Sunday, April 11, 2010

Changing Technology a good and a bad thing Part III

http://www.facebook.com/pages/Bull-E-The-New-World-of-Online-Cruelty/262508581777?ref=mf
This is Part III of this discussion of Changing Technology the good and the bad. Probably those of you reading this know a whole lot more about the technology that I'm talking about than I do. I use technology, put some of it together, but I am not a technician. I can trouble shoot up to a point and then I have to get on the phone. I use primarily software that edits video, digital photography, word processing and document design. I have made video DVD's using DVD software and am learning web design using Dreamweaver. Most of it is self taught.
I think technology has returned the individual to a time when everyone can express themselves the way our Founding Fathers intended. People like Thomas Paine, Ben Franklin, and such printed their own newsletters and circulated them. Now through the advent of You Tube, home video editors  such as myself have an outlet, although I have not used it.
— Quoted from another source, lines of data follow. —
use std::path::{Path, PathBuf};

use anyhow::Error;

use crate::catalog::{BorrowOutcome, Catalog, ReturnOutcome};
use crate::config::Config;
use crate::models::BookStatus;

use super::forms::BookForm;
use super::helpers::{marked_line, surface_error, ERROR_MARKER, INFO_MARKER};

/// Entries of the numbered main menu.
#[derive(Debug, Clone, Copy, PartialEq, Eq)]
pub enum MenuChoice {
    AddBook,
    ListAll,
    ListAvailable,
    ListBorrowed,
    Borrow,
    Return,
    Save,
    Load,
    Export,
    Exit,
}

impl MenuChoice {
    /// Map a typed selection (surrounding whitespace ignored) to a menu entry.
    pub fn parse(input: &str) -> Option<Self> {
        let choice = match input.trim() {
            "1" => MenuChoice::AddBook,
            "2" => MenuChoice::ListAll,
            "3" => MenuChoice::ListAvailable,
            "4" => MenuChoice::ListBorrowed,
            "5" => MenuChoice::Borrow,
            "6" => MenuChoice::Return,
            "7" => MenuChoice::Save,
            "8" => MenuChoice::Load,
            "9" => MenuChoice::Export,
            "0" => MenuChoice::Exit,
            _ => return None,
        };
        Some(choice)
    }
}

/// Severity of a status line.
#[derive(Debug, Clone, Copy, PartialEq, Eq)]
pub enum StatusKind {
    Info,
    Error,
}

/// One line of feedback for the user, printed with a `✓` or `!` marker.
#[derive(Debug, Clone, PartialEq, Eq)]
pub struct StatusMessage {
    pub text: String,
    pub kind: StatusKind,
}

impl StatusMessage {
    pub fn info<S: Into<String>>(text: S) -> Self {
        Self {
            text: text.into(),
            kind: StatusKind::Info,
        }
    }

    pub fn error<S: Into<String>>(text: S) -> Self {
        Self {
            text: text.into(),
            kind: StatusKind::Error,
        }
    }

    pub fn is_error(&self) -> bool {
        self.kind == StatusKind::Error
    }

    /// Marker-prefixed line, coloured when `styled` is set.
    pub fn render(&self, styled: bool) -> String {
        match self.kind {
            StatusKind::Info => marked_line(INFO_MARKER, &self.text, true, styled),
            StatusKind::Error => marked_line(ERROR_MARKER, &self.text, false, styled),
        }
    }
}

/// Application state: the one catalog owned by the process plus the files it
/// is saved to and exported to. Every operation reports back through a
/// [`StatusMessage`]; nothing here aborts the session.
#[derive(Debug)]
pub struct App {
    catalog: Catalog,
    library_file: PathBuf,
    export_file: PathBuf,
}

impl App {
    pub fn new(catalog: Catalog, config: &Config) -> Self {
        Self {
            catalog,
            library_file: config.library_file.clone(),
            export_file: config.export_file.clone(),
        }
    }

    /// Read-only view of the current catalog.
    pub fn catalog(&self) -> &Catalog {
        &self.catalog
    }

    /// JSON file used by save and load.
    pub fn library_file(&self) -> &Path {
        &self.library_file
    }

    pub fn add_book(&mut self, form: BookForm) -> StatusMessage {
        let book = form.into_book();
        let message = format!("'{}' added to library.", book.title);
        self.catalog.add(book);
        StatusMessage::info(message)
    }

    /// Lines of a listing. An empty catalog gets a single notice whatever the
    /// filter; otherwise a heading is followed by one row per matching book.
    pub fn listing(&self, status: Option<BookStatus>) -> Vec<String> {
        if self.catalog.is_empty() {
            return vec!["No books in library yet.".to_string()];
        }

        let mut lines = vec![String::new(), "Books in Library:".to_string()];
        lines.extend(
            self.catalog
                .list(status)
                .map(|(position, book)| format!("{position}. {book}")),
        );
        lines
    }

    pub fn borrow(&mut self, position: usize) -> StatusMessage {
        match self.catalog.borrow_at(position) {
            Ok(outcome) => {
                let title = self.title_at(position);
                match outcome {
                    BorrowOutcome::Borrowed => {
                        StatusMessage::info(format!("You borrowed '{title}'."))
                    }
                    BorrowOutcome::AlreadyBorrowed => {
                        StatusMessage::error(format!("'{title}' is already borrowed."))
                    }
                }
            }
            Err(_) => StatusMessage::error("Invalid book number."),
        }
    }

    pub fn return_book(&mut self, position: usize) -> StatusMessage {
        match self.catalog.return_at(position) {
            Ok(outcome) => {
                let title = self.title_at(position);
                match outcome {
                    ReturnOutcome::Returned => {
                        StatusMessage::info(format!("You returned '{title}'."))
                    }
                    ReturnOutcome::NotBorrowed => {
                        StatusMessage::error(format!("'{title}' was not borrowed."))
                    }
                }
            }
            Err(_) => StatusMessage::error("Invalid book number."),
        }
    }

    pub fn save(&self) -> StatusMessage {
        match self.catalog.save(&self.library_file) {
            Ok(()) => StatusMessage::info("Library saved."),
            Err(err) => StatusMessage::error(format!(
                "Error saving library: {}",
                surface_error(&Error::new(err))
            )),
        }
    }

    /// Replace the catalog from the library file. A missing file is reported
    /// as "nothing saved" and leaves the catalog as it was.
    pub fn load(&mut self) -> StatusMessage {
        match self.catalog.load(&self.library_file) {
            Ok(()) => StatusMessage::info("Library loaded."),
            Err(err) if err.is_not_found() => StatusMessage::error("No saved library found."),
            Err(err) => StatusMessage::error(format!(
                "Error loading library: {}",
                surface_error(&Error::new(err))
            )),
        }
    }

    pub fn export(&self) -> StatusMessage {
        match self.catalog.export_csv(&self.export_file) {
            Ok(()) => StatusMessage::info("Exported to CSV."),
            Err(err) => StatusMessage::error(format!(
                "Error exporting CSV: {}",
                surface_error(&Error::new(err))
            )),
        }
    }

    fn title_at(&self, position: usize) -> &str {
        self.catalog
            .get(position)
            .map(|book| book.title.as_str())
            .unwrap_or_default()
    }
}
//! Line-oriented console front-end for the catalog. `app` owns the catalog
//! and turns every operation into a status message. `forms` collects and
//! parses typed input, `helpers` holds the shared rendering bits,
//! `interrupt` makes Ctrl-C leave cleanly, and `terminal` runs the
//! read-dispatch-print loop over any reader/writer pair.

mod app;
mod forms;
mod helpers;
mod interrupt;
mod terminal;

pub use app::{App, MenuChoice, StatusKind, StatusMessage};
pub use forms::{parse_position, BookForm};
pub use interrupt::Interrupt;
pub use terminal::{run_app, Console};
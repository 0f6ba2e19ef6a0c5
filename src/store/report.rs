use std::fs::File;
use std::io::Write;
use std::path::Path;

use csv::{Terminator, WriterBuilder};
use tracing::{info, warn};

use super::StoreError;
use crate::models::Book;

/// Header row of the CSV report.
pub const CSV_HEADER: [&str; 5] = ["Title", "Author", "Year", "Status", "Borrowed Date"];

/// Write the report for `books` to `path`, overwriting it.
pub fn export_csv(path: &Path, books: &[Book]) -> Result<(), StoreError> {
    let result = File::create(path)
        .map_err(|source| StoreError::Io {
            path: path.to_path_buf(),
            source,
        })
        .and_then(|file| {
            write_report(file, books).map_err(|source| StoreError::Export {
                path: path.to_path_buf(),
                source,
            })
        });

    match &result {
        Ok(()) => info!(path = %path.display(), count = books.len(), "report exported"),
        Err(err) => warn!(path = %path.display(), error = %err, "report export failed"),
    }
    result
}

/// Emit the header and one row per book in catalog order. Fields containing
/// commas, quotes or line breaks are quoted; a missing borrow date is an empty
/// field.
pub fn write_report<W: Write>(writer: W, books: &[Book]) -> csv::Result<()> {
    let mut out = WriterBuilder::new()
        .terminator(Terminator::CRLF)
        .from_writer(writer);

    out.write_record(CSV_HEADER)?;
    for book in books {
        let year = book.year.to_string();
        let borrowed = book.borrowed_date_label().unwrap_or_default();
        out.write_record([
            book.title.as_str(),
            book.author.as_str(),
            year.as_str(),
            book.status().as_str(),
            borrowed.as_str(),
        ])?;
    }
    out.flush()?;
    Ok(())
}
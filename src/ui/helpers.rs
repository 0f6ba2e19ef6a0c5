use anyhow::Error;
use crossterm::style::Stylize;

/// Main menu, printed before every prompt.
pub(crate) const MENU: &str = "
===== LIBRARY MENU =====
1. Add Book
2. List All Books
3. List Available Books
4. List Borrowed Books
5. Borrow Book
6. Return Book
7. Save Library
8. Load Library
9. Export to CSV
0. Exit
========================
";

/// Marker printed in front of successful operations.
pub(crate) const INFO_MARKER: &str = "✓";
/// Marker printed in front of refusals and failures.
pub(crate) const ERROR_MARKER: &str = "!";

/// Extract the most relevant error message from a chained error.
pub(crate) fn surface_error(err: &Error) -> String {
    err.chain()
        .last()
        .map(|cause| cause.to_string())
        .unwrap_or_else(|| err.to_string())
}

/// Prefix `text` with its marker, colouring the line when `styled` is set.
pub(crate) fn marked_line(marker: &str, text: &str, success: bool, styled: bool) -> String {
    let line = format!("{marker} {text}");
    match (styled, success) {
        (false, _) => line,
        (true, true) => line.green().to_string(),
        (true, false) => line.red().to_string(),
    }
}
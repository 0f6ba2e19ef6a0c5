use std::io::{self, Write};
use std::process;
use std::sync::{Arc, Mutex, MutexGuard, PoisonError, TryLockError};

use anyhow::{Context, Result};
use tracing::info;

/// Farewell printed when the session ends without choosing `0`.
pub(crate) const FAREWELL: &str = "Exiting program.";

/// Coordinates Ctrl-C with the menu loop. The loop holds [`Interrupt::busy`]
/// while an operation runs; the signal handler waits for that guard before it
/// prints the farewell and exits, so a save or export is never cut off.
#[derive(Debug, Clone, Default)]
pub struct Interrupt {
    work: Arc<Mutex<()>>,
}

impl Interrupt {
    /// Install the process-wide Ctrl-C handler. Can only be done once.
    pub fn install() -> Result<Self> {
        let interrupt = Self::default();
        let handler = interrupt.clone();
        ctrlc::set_handler(move || {
            let _idle = handler.wait_idle();
            info!("interrupted, leaving");
            // Nothing sensible is left to do if stdout is gone.
            let _ = write_farewell(io::stdout());
            process::exit(0);
        })
        .context("failed to install Ctrl-C handler")?;
        Ok(interrupt)
    }

    /// Held for the duration of one catalog, file or export operation.
    pub fn busy(&self) -> MutexGuard<'_, ()> {
        self.work.lock().unwrap_or_else(PoisonError::into_inner)
    }

    /// True when no operation currently holds the guard.
    pub fn is_idle(&self) -> bool {
        !matches!(self.work.try_lock(), Err(TryLockError::WouldBlock))
    }

    /// Block until no operation is running.
    pub(crate) fn wait_idle(&self) -> MutexGuard<'_, ()> {
        self.busy()
    }
}

/// Newline (the cursor usually sits after a prompt), then the farewell.
pub(crate) fn write_farewell<W: Write>(mut out: W) -> io::Result<()> {
    writeln!(out, "\n{FAREWELL}")?;
    out.flush()
}
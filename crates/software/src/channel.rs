//! Identifies one of the module's two CV/gate output pairs.

/// One of the two output channels.
#[derive(Clone, Copy, Debug, PartialEq, Eq)]
#[cfg_attr(feature = "defmt", derive(defmt::Format))]
pub enum Channel {
    /// The first CV/gate pair, fed by MIDI channel 1.
    One,
    /// The second CV/gate pair, fed by MIDI channel 2.
    Two,
}

impl Channel {
    /// Both channels, in order.
    pub const ALL: [Channel; 2] = [Channel::One, Channel::Two];

    /// Zero-based position of the channel, for indexing per-channel arrays.
    pub fn index(self) -> usize {
        match self {
            Self::One => 0,
            Self::Two => 1,
        }
    }

    /// One-based channel number as printed on the panel.
    pub fn number(self) -> u8 {
        self.index() as u8 + 1
    }
}
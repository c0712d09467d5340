//! Renders a calibration session on the three status LEDs.
//!
//! | Stage | Green | Blue | Red |
//! |---|---|---|---|
//! | preparing | blinks once per position in the cycle | | |
//! | gain trim | | on for channel 2 | on |
//! | tuner | in tune | flat | sharp |
//! | sweep, settling | | on | |
//! | sweep, stepping | on | lit for the completed share of each second | |
//! | done | flashes | | |
//! | error | | | flashes |
//!
//! The sweep's own tuning phase is shown like the tuner.

use crate::{
    calibration::{CalibrationStage, CalibrationStatus},
    channel::Channel,
    configuration::CalibrationConfig,
    linearity::VcoSubStage,
};
use embassy_time::Instant;

/// Length of one blink sequence announcing a preparation stage; the first half is dark.
const PREPARATION_CYCLE_MS: u64 = 2000;
/// Length of the window over which sweep progress is shown.
const PROGRESS_CYCLE_MS: u64 = 1000;
/// Half period of the done and error flashes.
const FLASH_MS: u64 = 250;

/// Which status LEDs are lit.
#[derive(Clone, Copy, Debug, Default, PartialEq, Eq)]
#[cfg_attr(feature = "defmt", derive(defmt::Format))]
pub struct LedFrame {
    /// The green LED.
    pub green: bool,
    /// The blue LED.
    pub blue: bool,
    /// The red LED.
    pub red: bool,
}

impl LedFrame {
    const DARK: Self = Self {
        green: false,
        blue: false,
        red: false,
    };
}

/// Chooses the LED frame for a session snapshot.
#[derive(Clone, Debug)]
pub struct Indicator {
    in_tune: u16,
}

impl Indicator {
    /// Constructs an [`Indicator`] which shows the VCO as in tune within the sweep's starting tolerance.
    pub fn new(config: &CalibrationConfig) -> Self {
        Self {
            in_tune: config.start_deviation,
        }
    }

    /// Returns what the LEDs should show at `now`.
    pub fn render(&self, status: &CalibrationStatus, now: Instant) -> LedFrame {
        let millis = now.as_millis();
        if status.sub_stage == VcoSubStage::Tuner {
            return self.tuner(status.deviation);
        }
        match status.stage {
            CalibrationStage::None => LedFrame::DARK,
            CalibrationStage::Prepare(preparation) => LedFrame {
                green: blink(preparation as u8 + 1, millis % PREPARATION_CYCLE_MS),
                ..LedFrame::DARK
            },
            CalibrationStage::Gain(channel) => LedFrame {
                blue: channel == Channel::Two,
                red: true,
                ..LedFrame::DARK
            },
            CalibrationStage::Tuner => self.tuner(status.deviation),
            CalibrationStage::Vco(_) => match status.sub_stage {
                VcoSubStage::Linearity => LedFrame {
                    green: true,
                    blue: ((millis % PROGRESS_CYCLE_MS) as f32)
                        < status.progress * PROGRESS_CYCLE_MS as f32,
                    red: false,
                },
                _ => LedFrame {
                    blue: true,
                    ..LedFrame::DARK
                },
            },
            CalibrationStage::Done(_) => LedFrame {
                green: (millis / FLASH_MS) % 2 == 0,
                ..LedFrame::DARK
            },
            CalibrationStage::Error => LedFrame {
                red: (millis / FLASH_MS) % 2 == 0,
                ..LedFrame::DARK
            },
        }
    }

    fn tuner(&self, deviation: i16) -> LedFrame {
        if deviation.unsigned_abs() <= self.in_tune {
            LedFrame {
                green: true,
                ..LedFrame::DARK
            }
        } else if deviation < 0 {
            LedFrame {
                blue: true,
                ..LedFrame::DARK
            }
        } else {
            LedFrame {
                red: true,
                ..LedFrame::DARK
            }
        }
    }
}

/// Returns whether the LED is lit `phase` milliseconds into a sequence of `count` blinks.
///
/// The first half of the sequence is dark. The second half is split into `2 * count - 1` frames which alternate
/// between lit and dark, so the sequence always starts and ends lit.
fn blink(count: u8, phase: u64) -> bool {
    let half = PREPARATION_CYCLE_MS / 2;
    if phase < half {
        return false;
    }
    let frames = u64::from(count) * 2 - 1;
    let frame = (phase - half) * frames / half;
    frame % 2 == 0
}
impl Transition {
    fn to(next: CalibrationStage, effects: Effect) -> Self {
        Self {
            next,
            effects,
            channel: None,
        }
    }

    fn on(self, channel: Channel) -> Self {
        Self {
            channel: Some(channel),
            ..self
        }
    }
}

/// Computes the response of `stage` to `input`, or `None` if the input is ignored there.
pub fn transition(stage: CalibrationStage, input: StageInput) -> Option<Transition> {
    use CalibrationStage as S;
    use StageInput as I;

    let transition = match (stage, input) {
        (S::Prepare(preparation), I::ShortPress) => {
            Transition::to(S::Prepare(preparation.cycle()), Effect::ZeroOutputs)
        }
        (S::Prepare(preparation), I::LongPress) => match preparation {
            Preparation::Gain1 => {
                Transition::to(S::Gain(Channel::One), Effect::DriveGainReference).on(Channel::One)
            }
            Preparation::Gain2 => {
                Transition::to(S::Gain(Channel::Two), Effect::DriveGainReference).on(Channel::Two)
            }
            Preparation::Tuner => {
                Transition::to(S::Tuner, Effect::ResetDeviation | Effect::ResetMeter)
            }
            Preparation::Vco1 => Transition::to(
                S::Vco(Channel::One),
                Effect::ResetTable | Effect::ResetMeter | Effect::BeginSweep,
            )
            .on(Channel::One),
            Preparation::Vco2 => Transition::to(
                S::Vco(Channel::Two),
                Effect::ResetTable | Effect::ResetMeter | Effect::BeginSweep,
            )
            .on(Channel::Two),
            Preparation::ResetVco1 => Transition::to(
                S::Prepare(Preparation::ResetVco2),
                Effect::ResetTable | Effect::PersistTables,
            )
            .on(Channel::One),
            Preparation::ResetVco2 => Transition::to(
                S::Prepare(Preparation::Gain1),
                Effect::ResetTable | Effect::PersistTables,
            )
            .on(Channel::Two),
        },
        (S::Gain(channel), I::LongPress) => {
            let next = match channel {
                Channel::One => Preparation::Gain2,
                Channel::Two => Preparation::Tuner,
            };
            Transition::to(
                S::Prepare(next),
                Effect::PersistGainOffset | Effect::ZeroOutputs,
            )
            .on(channel)
        }
        (S::Tuner, I::LongPress) => Transition::to(
            S::Prepare(Preparation::Vco1),
            Effect::ResetDeviation | Effect::ZeroOutputs,
        ),
        (S::Vco(channel), I::SweepComplete) => Transition::to(
            S::Done(channel),
            Effect::PersistTables | Effect::ZeroOutputs,
        )
        .on(channel),
        (S::Vco(channel), I::SweepFailed) => {
            Transition::to(S::Error, Effect::ZeroOutputs).on(channel)
        }
        (S::Done(channel), I::ShortPress) => {
            let next = match channel {
                Channel::One => Preparation::Vco2,
                Channel::Two => Preparation::ResetVco1,
            };
            Transition::to(S::Prepare(next), Effect::ZeroOutputs)
        }
        _ => return None,
    };
    Some(transition)
}

/// A snapshot of the panel controls read by the control loop.
#[derive(Clone, Copy, Debug, Default, PartialEq, Eq)]
#[cfg_attr(feature = "defmt", derive(defmt::Format))]
pub struct PanelState {
    /// `true` while the calibration button is held down.
    pub calibration_button: bool,
    /// The value of the 8-position switch bank, switch 1 being the most significant bit.
    pub switches: u8,
}

/// A snapshot of a session, as shown on the status LEDs (see [`crate::indicator`]).
#[derive(Clone, Copy, Debug, Default, PartialEq)]
#[cfg_attr(feature = "defmt", derive(defmt::Format))]
pub struct CalibrationStatus {
    /// The current stage.
    pub stage: CalibrationStage,
    /// The phase of the running sweep.
    pub sub_stage: VcoSubStage,
    /// The tuner's latest deviation, in cents.
    pub deviation: i16,
    /// Completion of the running sweep, from 0 to 1.
    pub progress: f32,
}

/// Owns all calibration state and runs calibration sessions.
///
/// The controller also serves the performance path: [`note_to_voltage`][Self::note_to_voltage] and
/// [`gain_offsets`][Self::gain_offsets] are meaningful whether or not a session is running.
pub struct CalibrationController<S> {
    active: bool,
    stage: CalibrationStage,
    button: ButtonClassifier,
    store: CalibrationStore<S>,
    gain_offsets: [GainOffset; 2],
    tables: [CalibrationTable; 2],
    gain_reference: [Voltage; 2],
    meter: FrequencyMeter,
    tuner: Tuner,
    sweep: LinearityCalibrator,
}

impl<S: Storage> CalibrationController<S> {
    /// Loads the stored calibration and, if the calibration button was held at power-on, starts a session.
    ///
    /// Storage is read only here. Values which cannot be read fall back to no gain offset and no calibration table.
    pub fn new(
        mut store: CalibrationStore<S>,
        config: &CalibrationConfig,
        button_held: bool,
        now: Instant,
    ) -> Self {
        let mut gain_offsets = [GainOffset::default(); 2];
        let mut tables = [CalibrationTable::new(); 2];
        for channel in Channel::ALL {
            match store.load_gain_offset(channel) {
                Ok(offset) => gain_offsets[channel.index()] = offset,
                Err(_) => warn!("Could not read gain offset of channel {}", channel.number()),
            }
            match store.load_table(channel) {
                Ok(table) => tables[channel.index()] = table,
                Err(_) => warn!(
                    "Could not read calibration table of channel {}",
                    channel.number()
                ),
            }
        }

        let (stage, button) = if button_held {
            info!("Calibration session started");
            (
                CalibrationStage::Prepare(Preparation::Gain1),
                ButtonClassifier::held(config, now),
            )
        } else {
            (CalibrationStage::None, ButtonClassifier::new(config))
        };

        Self {
            active: button_held,
            stage,
            button,
            store,
            gain_offsets,
            tables,
            gain_reference: config.gain_reference,
            meter: FrequencyMeter::new(config),
            tuner: Tuner::new(),
            sweep: LinearityCalibrator::new(config),
        }
    }

    /// Advances the session by one control cycle. Does nothing if no session is running.
    ///
    /// Reads the button and switch bank from `panel` and the VCO's frequency from `capture`; writes the voltages the
    /// session needs into `outputs`.
    pub fn poll(
        &mut self,
        panel: PanelState,
        capture: &EdgeCapture,
        compensator: &VoltageCompensator,
        outputs: &mut CvOutputs,
        now: Instant,
    ) {
        if !self.active {
            return;
        }
        if self.stage == CalibrationStage::Error {
            outputs.zero();
            return;
        }

        if let Some(event) = self.button.poll(panel.calibration_button, now) {
            let input = match event {
                ButtonEvent::ShortPress => StageInput::ShortPress,
                ButtonEvent::LongPress => StageInput::LongPress,
            };
            self.advance(input, outputs);
        }

        if let CalibrationStage::Gain(channel) = self.stage {
            self.gain_offsets[channel.index()] = GainOffset::from_selector(panel.switches);
        }

        let hz = match self.meter.update(capture, now) {
            Ok(hz) => hz,
            Err(error) => {
                if self.vco_sub_stage() == VcoSubStage::Linearity {
                    self.fail(error, outputs);
                    return;
                }
                0.0
            }
        };

        if self.stage == CalibrationStage::Tuner || self.vco_sub_stage() == VcoSubStage::Tuner {
            let target = self.tuner.update(panel.switches, hz);
            outputs.set(
                Some(self.note_to_voltage(Channel::One, target)),
                Some(self.note_to_voltage(Channel::Two, target)),
            );
        }

        if let CalibrationStage::Vco(channel) = self.stage {
            let index = channel.index();
            let max_voltage = compensator.max_voltage(channel, self.gain_offsets[index]);
            match self.sweep.poll(
                &mut self.tables[index],
                hz,
                self.tuner.deviation(),
                max_voltage,
                now,
            ) {
                Ok(Some(SweepEvent::Lowered(voltage))) => {
                    outputs.zero();
                    outputs.set_channel(channel, voltage);
                    self.meter.reset();
                }
                Ok(Some(SweepEvent::Stepped(voltage))) => outputs.set_channel(channel, voltage),
                Ok(Some(SweepEvent::Finished)) => self.advance(StageInput::SweepComplete, outputs),
                Ok(None) => {}
                Err(error) => self.fail(error, outputs),
            }
        }
    }

    fn fail(&mut self, error: CalibrationError, outputs: &mut CvOutputs) {
        error!("Sweep failed: {}", error);
        self.sweep.stop();
        self.advance(StageInput::SweepFailed, outputs);
    }

    fn advance(&mut self, input: StageInput, outputs: &mut CvOutputs) {
        let Some(Transition {
            next,
            effects,
            channel,
        }) = transition(self.stage, input)
        else {
            return;
        };
        info!("Calibration stage {} -> {}", self.stage, next);

        if effects.contains(Effect::ZeroOutputs) {
            outputs.zero();
        }
        if let Some(channel) = channel {
            let index = channel.index();
            if effects.contains(Effect::DriveGainReference) {
                outputs.zero();
                outputs.set_channel(channel, self.gain_reference[index]);
            }
            if effects.contains(Effect::PersistGainOffset) {
                let offset = self.gain_offsets[index];
                info!(
                    "Storing gain offset {} for channel {}",
                    offset.selector(),
                    channel.number()
                );
                if self.store.save_gain_offset(channel, offset).is_err() {
                    error!("Could not store gain offset of channel {}", channel.number());
                }
            }
            if effects.contains(Effect::ResetTable) {
                self.tables[index].reset();
            }
        }
        if effects.contains(Effect::ResetDeviation) {
            self.tuner.clear();
        }
        if effects.contains(Effect::ResetMeter) {
            self.meter.reset();
        }
        if effects.contains(Effect::BeginSweep) {
            self.sweep.begin();
        }
        if effects.contains(Effect::PersistTables) && self.store.save_tables(&self.tables).is_err() {
            error!("Could not store calibration tables");
        }

        self.stage = next;
    }

    /// Returns `true` if a calibration session is running.
    pub fn is_active(&self) -> bool {
        self.active
    }

    /// The current stage.
    pub fn stage(&self) -> CalibrationStage {
        self.stage
    }

    /// The phase of the running sweep, or [`VcoSubStage::None`] outside of one.
    pub fn vco_sub_stage(&self) -> VcoSubStage {
        match self.stage {
            CalibrationStage::Vco(_) => self.sweep.sub_stage(),
            _ => VcoSubStage::None,
        }
    }

    /// The tuner's latest deviation, in cents.
    pub fn deviation(&self) -> i16 {
        self.tuner.deviation()
    }

    /// Estimated completion of the running sweep, from 0 to 1.
    pub fn progress(&self) -> f32 {
        self.sweep.progress()
    }

    /// Everything the status LEDs show, in one snapshot.
    pub fn status(&self) -> CalibrationStatus {
        CalibrationStatus {
            stage: self.stage,
            sub_stage: self.vco_sub_stage(),
            deviation: self.deviation(),
            progress: self.progress(),
        }
    }

    /// The gain offsets in effect for both channels.
    pub fn gain_offsets(&self) -> [GainOffset; 2] {
        self.gain_offsets
    }

    /// The calibration table of `channel`.
    pub fn table(&self, channel: Channel) -> &CalibrationTable {
        &self.tables[channel.index()]
    }

    /// Returns the voltage which makes the VCO attached to `channel` play a note given in cents.
    ///
    /// The channel's calibration table is used when it is valid. While a sweep is being prepared or run, the ideal
    /// 1 V/octave formula is used for both channels instead.
    pub fn note_to_voltage(&self, channel: Channel, cents: u16) -> Voltage {
        let sweeping = matches!(
            self.stage,
            CalibrationStage::Prepare(Preparation::Vco1 | Preparation::Vco2)
                | CalibrationStage::Vco(_)
        );
        let table = (!sweeping).then(|| &self.tables[channel.index()]);
        table::note_to_voltage(table, cents)
    }
}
So what is so bad about that?

Go to the link above and read the discussion there. Bull-E is the blog run by a columnist who writes for an online service of the Washington Post/Newsweek Interactive. The writer is Emile Brazelton. She is writing a series of columns on the on-line bullying that has led to suicides in small towns across the country.

Along with the flood of communication technology that allows people to connect easily have come the social networks. I enjoy a couple of them myself. Through the social networks we can keep in touch with those who have helped shape our lives down through the years. We can now share in their joy as each child grows into adulthood and grandchildren are born. We can see photos of our colleague's rally squad competing in nationals. And so on and so on.

Because we as a society have either condoned or turned a blind eye toward harassment in schools and in the workplace, it has found a ready breeding ground in the electronic world.

And that's too bad. It will be much harder to bring it under control.

I suggest you check out the link above and other columns by Ms. Brazelton who is following the problem of on-line bullying nationally.